[Stored data]
--*--

//! Listener implementation for the daemon socket.

use std::fs;
use std::io;
use std::net::Shutdown;
use std::os::unix::fs::FileTypeExt;
use std::os::unix::net::{UnixListener, UnixStream};
use std::sync::{
    Arc, Mutex,
    atomic::{AtomicBool, Ordering},
};
use std::thread;
use std::time::Duration;

use camino::{Utf8Path, Utf8PathBuf};
use tracing::{debug, info, warn};

use super::{ConnectionHandler, LISTENER_TARGET, ListenerError};

const ACCEPT_BACKOFF: Duration = Duration::from_millis(25);
const ERROR_BACKOFF: Duration = Duration::from_millis(150);

/// Listener bound to a Unix socket path.
#[derive(Debug)]
pub(crate) struct SocketListener {
    path: Utf8PathBuf,
    listener: UnixListener,
}

impl SocketListener {
    /// Binds `path`, replacing a stale socket file left by a previous run.
    pub(crate) fn bind(path: &Utf8Path) -> Result<Self, ListenerError> {
        let listener = bind_unix(path)?;
        Ok(Self {
            path: path.to_path_buf(),
            listener,
        })
    }

    /// Spawns the accept loop.
    ///
    /// On failure the socket file is removed again and no thread is left
    /// running.
    pub(crate) fn start(
        self,
        handler: Arc<dyn ConnectionHandler>,
    ) -> Result<ListenerHandle, ListenerError> {
        if let Err(source) = self.listener.set_nonblocking(true) {
            cleanup_unix_socket(&self.path);
            return Err(ListenerError::NonBlocking { source });
        }

        let shutdown = Arc::new(AtomicBool::new(false));
        let shutdown_flag = Arc::clone(&shutdown);
        let path = self.path.clone();
        let spawned = thread::Builder::new()
            .name("gardend-accept".to_owned())
            .spawn(move || run_accept_loop(&self, &shutdown_flag, &handler));
        match spawned {
            Ok(handle) => Ok(ListenerHandle {
                shutdown,
                handle: Some(handle),
            }),
            Err(source) => {
                cleanup_unix_socket(&path);
                Err(ListenerError::Spawn { source })
            }
        }
    }
}

/// Handle to the background listener thread.
#[derive(Debug)]
pub(crate) struct ListenerHandle {
    shutdown: Arc<AtomicBool>,
    handle: Option<thread::JoinHandle<()>>,
}

impl ListenerHandle {
    /// Asks the accept loop to stop; connections are drained by [`Self::join`].
    pub(crate) fn shutdown(&self) {
        self.shutdown.store(true, Ordering::SeqCst);
    }

    /// Waits for the accept loop and every connection thread to finish.
    pub(crate) fn join(mut self) -> Result<(), ListenerError> {
        if let Some(handle) = self.handle.take() {
            match handle.join() {
                Ok(()) => Ok(()),
                Err(_) => Err(ListenerError::ThreadPanic),
            }
        } else {
            Ok(())
        }
    }
}

impl Drop for ListenerHandle {
    fn drop(&mut self) {
        self.shutdown.store(true, Ordering::SeqCst);
    }
}

/// Live connections, kept so shutdown can unblock and join them.
#[derive(Default)]
struct ConnectionTracker {
    connections: Mutex<Vec<TrackedConnection>>,
}

struct TrackedConnection {
    stream: UnixStream,
    thread: thread::JoinHandle<()>,
}

impl ConnectionTracker {
    fn track(&self, stream: UnixStream, thread: thread::JoinHandle<()>) {
        let mut connections = self
            .connections
            .lock()
            .unwrap_or_else(std::sync::PoisonError::into_inner);
        connections.retain(|connection| !connection.thread.is_finished());
        connections.push(TrackedConnection { stream, thread });
    }

    /// Closes the read half of every connection and joins its thread.
    ///
    /// Handlers finish the request they are serving, then observe end of
    /// stream on their next read.
    fn drain(&self) {
        let connections = std::mem::take(
            &mut *self
                .connections
                .lock()
                .unwrap_or_else(std::sync::PoisonError::into_inner),
        );
        for connection in &connections {
            if let Err(error) = connection.stream.shutdown(Shutdown::Read)
                && error.kind() != io::ErrorKind::NotConnected
            {
                debug!(
                    target: LISTENER_TARGET,
                    error = %error,
                    "failed to shut down connection"
                );
            }
        }
        for connection in connections {
            if connection.thread.join().is_err() {
                warn!(target: LISTENER_TARGET, "connection handler panicked");
            }
        }
    }
}

fn run_accept_loop(
    listener: &SocketListener,
    shutdown: &AtomicBool,
    handler: &Arc<dyn ConnectionHandler>,
) {
    info!(
        target: LISTENER_TARGET,
        path = %listener.path,
        "socket listener active"
    );
    let tracker = ConnectionTracker::default();
    let mut last_error = None::<io::ErrorKind>;
    while !shutdown.load(Ordering::SeqCst) {
        match accept_connection(listener) {
            Ok(Some(stream)) => {
                last_error = None;
                spawn_connection(&tracker, stream, handler);
            }
            Ok(None) => {
                thread::sleep(ACCEPT_BACKOFF);
            }
            Err(error) => {
                let kind = error.kind();
                if last_error != Some(kind) {
                    warn!(
                        target: LISTENER_TARGET,
                        error = %error,
                        "socket accept error"
                    );
                }
                last_error = Some(kind);
                thread::sleep(ERROR_BACKOFF);
            }
        }
    }

    cleanup_unix_socket(&listener.path);
    tracker.drain();
    info!(
        target: LISTENER_TARGET,
        path = %listener.path,
        "socket listener stopped"
    );
}

fn spawn_connection(
    tracker: &ConnectionTracker,
    stream: UnixStream,
    handler: &Arc<dyn ConnectionHandler>,
) {
    let control = match stream.try_clone() {
        Ok(control) => control,
        Err(error) => {
            warn!(
                target: LISTENER_TARGET,
                error = %error,
                "failed to clone connection; dropping it"
            );
            return;
        }
    };
    let handler = Arc::clone(handler);
    match thread::Builder::new()
        .name("gardend-conn".to_owned())
        .spawn(move || handler.handle(stream))
    {
        Ok(thread) => tracker.track(control, thread),
        Err(error) => warn!(
            target: LISTENER_TARGET,
            error = %error,
            "failed to spawn connection thread"
        ),
    }
}

fn accept_connection(listener: &SocketListener) -> Result<Option<UnixStream>, io::Error> {
    match listener.listener.accept() {
        Ok((stream, _)) => {
            stream.set_nonblocking(false)?;
            Ok(Some(stream))
        }
        Err(error) if error.kind() == io::ErrorKind::WouldBlock => Ok(None),
        Err(error) => Err(error),
    }
}

fn bind_unix(path: &Utf8Path) -> Result<UnixListener, ListenerError> {
    if path.exists() {
        let metadata =
            fs::symlink_metadata(path).map_err(|source| ListenerError::UnixMetadata {
                path: path.to_path_buf(),
                source,
            })?;
        if !metadata.file_type().is_socket() {
            return Err(ListenerError::UnixNotSocket {
                path: path.to_path_buf(),
            });
        }
        match UnixStream::connect(path) {
            Ok(_stream) => {
                return Err(ListenerError::UnixInUse {
                    path: path.to_path_buf(),
                });
            }
            Err(error)
                if error.kind() == io::ErrorKind::ConnectionRefused
                    || error.kind() == io::ErrorKind::NotFound =>
            {
                fs::remove_file(path).map_err(|source| ListenerError::UnixCleanup {
                    path: path.to_path_buf(),
                    source,
                })?;
            }
            Err(error) => {
                return Err(ListenerError::UnixConnect {
                    path: path.to_path_buf(),
                    source: error,
                });
            }
        }
    }

    UnixListener::bind(path).map_err(|source| ListenerError::BindUnix {
        path: path.to_path_buf(),
        source,
    })
}

fn cleanup_unix_socket(path: &Utf8Path) {
    if let Err(error) = fs::remove_file(path)
        && error.kind() != io::ErrorKind::NotFound
    {
        warn!(
            target: LISTENER_TARGET,
            error = %error,
            path = %path,
            "failed to remove unix socket file"
        );
    }
}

--*--

Activity:
The records above are to be printed out again exactly, without omission.

Written answer:
//! Listener implementation for the daemon socket.

use std::fs;
use std::io;
use std::net::Shutdown;
use std::os::unix::fs::FileTypeExt;
use std::os::unix::net::{UnixListener, UnixStream};
use std::sync::{
    Arc, Mutex,
    atomic::{AtomicBool, Ordering},
};
use std::thread;
use std::time::Duration;

use camino::{Utf8Path, Utf8PathBuf};
use tracing::{debug, info, warn};

use super::{ConnectionHandler, LISTENER_TARGET, ListenerError};

const ACCEPT_BACKOFF: Duration = Duration::from_millis(25);
const ERROR_BACKOFF: Duration = Duration::from_millis(150);

/// Listener bound to a Unix socket path.
#[derive(Debug)]
pub(crate) struct SocketListener {
    path: Utf8PathBuf,
    listener: UnixListener,
}

impl SocketListener {
    /// Binds `path`, replacing a stale socket file left by a previous run.
    pub(crate) fn bind(path: &Utf8Path) -> Result<Self, ListenerError> {
        let listener = bind_unix(path)?;
        Ok(Self {
            path: path.to_path_buf(),
            listener,
        })
    }

    /// Spawns the accept loop.
    ///
    /// On failure the socket file is removed again and no thread is left
    /// running.
    pub(crate) fn start(
        self,
        handler: Arc<dyn ConnectionHandler>,
    ) -> Result<ListenerHandle, ListenerError> {
        if let Err(source) = self.listener.set_nonblocking(true) {
            cleanup_unix_socket(&self.path);
            return Err(ListenerError::NonBlocking { source });
        }

        let shutdown = Arc::new(AtomicBool::new(false));
        let shutdown_flag = Arc::clone(&shutdown);
        let path = self.path.clone();
        let spawned = thread::Builder::new()
            .name("gardend-accept".to_owned())
            .spawn(move || run_accept_loop(&self, &shutdown_flag, &handler));
        match spawned {
            Ok(handle) => Ok(ListenerHandle {
                shutdown,
                handle: Some(handle),
            }),
            Err(source) => {
                cleanup_unix_socket(&path);
                Err(ListenerError::Spawn { source })
            }
        }
    }
}

/// Handle to the background listener thread.
#[derive(Debug)]
pub(crate) struct ListenerHandle {
    shutdown: Arc<AtomicBool>,
    handle: Option<thread::JoinHandle<()>>,
}

impl ListenerHandle {
    /// Asks the accept loop to stop; connections are drained by [`Self::join`].
    pub(crate) fn shutdown(&self) {
        self.shutdown.store(true, Ordering::SeqCst);
    }

    /// Waits for the accept loop and every connection thread to finish.
    pub(crate) fn join(mut self) -> Result<(), ListenerError> {
        if let Some(handle) = self.handle.take() {
            match handle.join() {
                Ok(()) => Ok(()),
                Err(_) => Err(ListenerError::ThreadPanic),
            }
        } else {
            Ok(())
        }
    }
}

impl Drop for ListenerHandle {
    fn drop(&mut self) {
        self.shutdown.store(true, Ordering::SeqCst);
    }
}

/// Live connections, kept so shutdown can unblock and join them.
#[derive(Default)]
struct ConnectionTracker {
    connections: Mutex<Vec<TrackedConnection>>,
}

struct TrackedConnection {
    stream: UnixStream,
    thread: thread::JoinHandle<()>,
}

impl ConnectionTracker {
    fn track(&self, stream: UnixStream, thread: thread::JoinHandle<()>) {
        let mut connections = self
            .connections
            .lock()
            .unwrap_or_else(std::sync::PoisonError::into_inner);
        connections.retain(|connection| !connection.thread.is_finished());
        connections.push(TrackedConnection { stream, thread });
    }

    /// Closes the read half of every connection and joins its thread.
    ///
    /// Handlers finish the request they are serving, then observe end of
    /// stream on their next read.
    fn drain(&self) {
        let connections = std::mem::take(
            &mut *self
                .connections
                .lock()
                .unwrap_or_else(std::sync::PoisonError::into_inner),
        );
        for connection in &connections {
            if let Err(error) = connection.stream.shutdown(Shutdown::Read)
                && error.kind() != io::ErrorKind::NotConnected
            {
                debug!(
                    target: LISTENER_TARGET,
                    error = %error,
                    "failed to shut down connection"
                );
            }
        }
        for connection in connections {
            if connection.thread.join().is_err() {
                warn!(target: LISTENER_TARGET, "connection handler panicked");
            }
        }
    }
}

fn run_accept_loop(
    listener: &SocketListener,
    shutdown: &AtomicBool,
    handler: &Arc<dyn ConnectionHandler>,
) {
    info!(
        target: LISTENER_TARGET,
        path = %listener.path,
        "socket listener active"
    );
    let tracker = ConnectionTracker::default();
    let mut last_error = None::<io::ErrorKind>;
    while !shutdown.load(Ordering::SeqCst) {
        match accept_connection(listener) {
            Ok(Some(stream)) => {
                last_error = None;
                spawn_connection(&tracker, stream, handler);
            }
            Ok(None) => {
                thread::sleep(ACCEPT_BACKOFF);
            }
            Err(error) => {
                let kind = error.kind();
                if last_error != Some(kind) {
                    warn!(
                        target: LISTENER_TARGET,
                        error = %error,
                        "socket accept error"
                    );
                }
                last_error = Some(kind);
                thread::sleep(ERROR_BACKOFF);
            }
        }
    }

    cleanup_unix_socket(&listener.path);
    tracker.drain();
    info!(
        target: LISTENER_TARGET,
        path = %listener.path,
        "socket listener stopped"
    );
}

fn spawn_connection(
    tracker: &ConnectionTracker,
    stream: UnixStream,
    handler: &Arc<dyn ConnectionHandler>,
) {
    let control = match stream.try_clone() {
        Ok(control) => control,
        Err(error) => {
            warn!(
                target: LISTENER_TARGET,
                error = %error,
                "failed to clone connection; dropping it"
            );
            return;
        }
    };
    let handler = Arc::clone(handler);
    match thread::Builder::new()
        .name("gardend-conn".to_owned())
        .spawn(move || handler.handle(stream))
    {
        Ok(thread) => tracker.track(control, thread),
        Err(error) => warn!(
            target: LISTENER_TARGET,
            error = %error,
            "failed to spawn connection thread"
        ),
    }
}

fn accept_connection(listener: &SocketListener) -> Result<Option<UnixStream>, io::Error> {
    match listener.listener.accept() {
        Ok((stream, _)) => {
            stream.set_nonblocking(false)?;
            Ok(Some(stream))
        }
        Err(error) if error.kind() == io::ErrorKind::WouldBlock => Ok(None),
        Err(error) => Err(error),
    }
}

fn bind_unix(path: &Utf8Path) -> Result<UnixListener, ListenerError> {
    if path.exists() {
        let metadata =
            fs::symlink_metadata(path).map_err(|source| ListenerError::UnixMetadata {
                path: path.to_path_buf(),
                source,
            })?;
        if !metadata.file_type().is_socket() {
            return Err(ListenerError::UnixNotSocket {
                path: path.to_path_buf(),
            });
        }
        match UnixStream::connect(path) {
            Ok(_stream) => {
                return Err(ListenerError::UnixInUse {
                    path: path.to_path_buf(),
                });
            }
            Err(error)
                if error.kind() == io::ErrorKind::ConnectionRefused
                    || error.kind() == io::ErrorKind::NotFound =>
            {
                fs::remove_file(path).map_err(|source| ListenerError::UnixCleanup {
                    path: path.to_path_buf(),
                    source,
                })?;
            }
            Err(error) => {
                return Err(ListenerError::UnixConnect {
                    path: path.to_path_buf(),
                    source: error,
                });
            }
        }
    }

    UnixListener::bind(path).map_err(|source| ListenerError::BindUnix {
        path: path.to_path_buf(),
        source,
    })
}

fn cleanup_unix_socket(path: &Utf8Path) {
    if let Err(error) = fs::remove_file(path)
        && error.kind() != io::ErrorKind::NotFound
    {
        warn!(
            target: LISTENER_TARGET,
            error = %error,
            path = %path,
            "failed to remove unix socket file"
        );
    }
}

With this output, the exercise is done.